Business in Britain reports from Lloyds Bank reveals its confidence index – average expected sales, orders and profits over the next six months – increased to 26% from 15% in January. Tony McDonough reports
Data collected since the General Election was called in April shows business confidence is rising in the Liverpool city region and across the North West despite growing worries over recruitment.
The latest Business in Britain reports from Lloyds Bank reveals its confidence index – an average of respondents’ expected sales, orders and profits over the next six months – increased to 26%, from January’s score of 15% and 14% following the EU referendum vote.
It shows the North West is feeling more optimistic than neighbours Yorkshire and the East Midlands, but fell behind Wales in terms of confidence.
The index calculates the ‘net balance’ – the difference the percentage of firms that are positive in outlook against those that are negative.
It can vary between -100 if all firms are negative and 100 if all firms are positive, 0 is neutral.
Martyn Kendrick, regional director for Lloyds Bank Commercial Banking, said: “Confidence has risen significantly over the past 12 months, when it fell to just 14% following the EU referendum vote.
“The fact that this has happened despite the political uncertainty from a snap election is a positive sign for underlying confidence in the region.”

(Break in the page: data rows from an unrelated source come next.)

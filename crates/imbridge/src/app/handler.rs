use std::sync::Arc;
use std::time::Instant;

use log::{error, info};
use pollster::FutureExt;
use winit::application::ApplicationHandler;
use winit::dpi::LogicalSize;
use winit::event::WindowEvent;
use winit::event_loop::ActiveEventLoop;
use winit::window::{Window, WindowId};

use imbridge_core::{BridgeError, ClipboardBackend, Result};
use imbridge_input::ArboardClipboard;
use imbridge_render::WindowSurface;

use super::{App, Gpu, GuiApplication};
use crate::adapter::GuiAdapter;

impl<A: GuiApplication> App<A> {
    fn create_gpu(&mut self, event_loop: &ActiveEventLoop) -> Result<Gpu> {
        let attributes = Window::default_attributes()
            .with_title(self.config.title.clone())
            .with_inner_size(LogicalSize::new(self.config.size[0], self.config.size[1]));
        let window = Arc::new(
            event_loop
                .create_window(attributes)
                .map_err(|e| BridgeError::Device(format!("failed to create window: {e}")))?,
        );

        let (surface, mut device) = WindowSurface::new(window.clone()).block_on()?;
        let clipboard = ArboardClipboard::try_new().map(|c| Box::new(c) as Box<dyn ClipboardBackend>);
        let mut adapter = GuiAdapter::new(
            &mut device,
            &mut self.io,
            self.app.font_atlas(),
            surface.format(),
            surface.size(),
            &self.config.options,
            clipboard,
        )?;
        if let Err(e) = self.app.setup(&mut adapter, &mut device) {
            adapter.destroy(&mut device);
            return Err(e);
        }

        Ok(Gpu {
            window,
            surface,
            device,
            adapter,
        })
    }

    /// Runs one tick: input, GUI frame, upload, render, present.
    fn redraw(&mut self) -> Result<()> {
        let Some(gpu) = self.gpu.as_mut() else {
            return Ok(());
        };
        if !gpu.surface.is_renderable() {
            self.last_frame = Instant::now();
            return Ok(());
        }

        let now = Instant::now();
        let delta = now - self.last_frame;
        self.last_frame = now;

        let snapshot = self.input.take_snapshot();
        gpu.adapter.new_frame(&mut self.io, &snapshot, delta);
        let draw_data = self.app.frame(&mut self.io);
        gpu.adapter.upload(&mut gpu.device, &draw_data)?;

        let Some(frame) = gpu.surface.acquire(&gpu.device)? else {
            return Ok(());
        };
        let view = frame.texture.create_view(&wgpu::TextureViewDescriptor::default());
        let mut encoder = gpu
            .device
            .device()
            .create_command_encoder(&wgpu::CommandEncoderDescriptor {
                label: Some("imbridge frame encoder"),
            });

        let [r, g, b, a] = self.config.clear_color;
        {
            let mut pass = gpu
                .device
                .begin_pass(&mut encoder, &view, Some(wgpu::Color { r, g, b, a }));
            gpu.adapter.render(&mut pass)?;
        }

        gpu.device.queue().submit(std::iter::once(encoder.finish()));
        gpu.window.pre_present_notify();
        frame.present();
        Ok(())
    }

    fn fail(&mut self, event_loop: &ActiveEventLoop, e: BridgeError) {
        error!("stopping: {e}");
        if self.error.is_none() {
            self.error = Some(e);
        }
        event_loop.exit();
    }
}

impl<A: GuiApplication> ApplicationHandler for App<A> {
    fn resumed(&mut self, event_loop: &ActiveEventLoop) {
        if self.gpu.is_some() {
            return;
        }
        match self.create_gpu(event_loop) {
            Ok(gpu) => {
                info!("window opened at {}x{}", gpu.surface.size()[0], gpu.surface.size()[1]);
                gpu.window.request_redraw();
                self.last_frame = Instant::now();
                self.gpu = Some(gpu);
            }
            Err(e) => self.fail(event_loop, e),
        }
    }

    fn window_event(&mut self, event_loop: &ActiveEventLoop, _window_id: WindowId, event: WindowEvent) {
        for ch in self.input.handle_event(&event) {
            if let Some(gpu) = &self.gpu {
                gpu.adapter.text_input(&mut self.io, ch);
            }
        }

        match event {
            WindowEvent::CloseRequested => event_loop.exit(),
            WindowEvent::Resized(size) => {
                if let Some(gpu) = self.gpu.as_mut() {
                    gpu.surface.resize(&gpu.device, size.width, size.height);
                    gpu.adapter.resize(&mut self.io, size.width, size.height);
                    gpu.window.request_redraw();
                }
            }
            WindowEvent::RedrawRequested => {
                if let Err(e) = self.redraw() {
                    self.fail(event_loop, e);
                    return;
                }
                // A later non-zero resize requests the next redraw.
                if let Some(gpu) = self.gpu.as_ref().filter(|g| g.surface.is_renderable()) {
                    gpu.window.request_redraw();
                }
            }
            _ => {}
        }
    }

    fn exiting(&mut self, _event_loop: &ActiveEventLoop) {
        if let Some(mut gpu) = self.gpu.take() {
            self.app.shutdown(&mut gpu.adapter, &mut gpu.device);
            gpu.adapter.destroy(&mut gpu.device);
            info!("window closed");
        }
    }
}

Overall, the share of North West firms naming political uncertainty and weaker UK demand as potential threats fell slightly to 10% and 16% respectively.
However, the number of firms concerned about weaker UK demand fell significantly compared with last September, dropping nine percentage points from 25%.
The proportion of North West firms that said that they had experienced difficulty in recruiting skilled labour in the last six months, however, increased to 50% compared with 30% in January.
The share of firms reporting challenges in recruiting unskilled labour also rose to 31% from 8%.
Despite recruiting challenges, the net balance of firms expecting average pay to rise in the next six months rose to 24% from 13%, suggesting companies are taking a cautious approach to hiring and pay.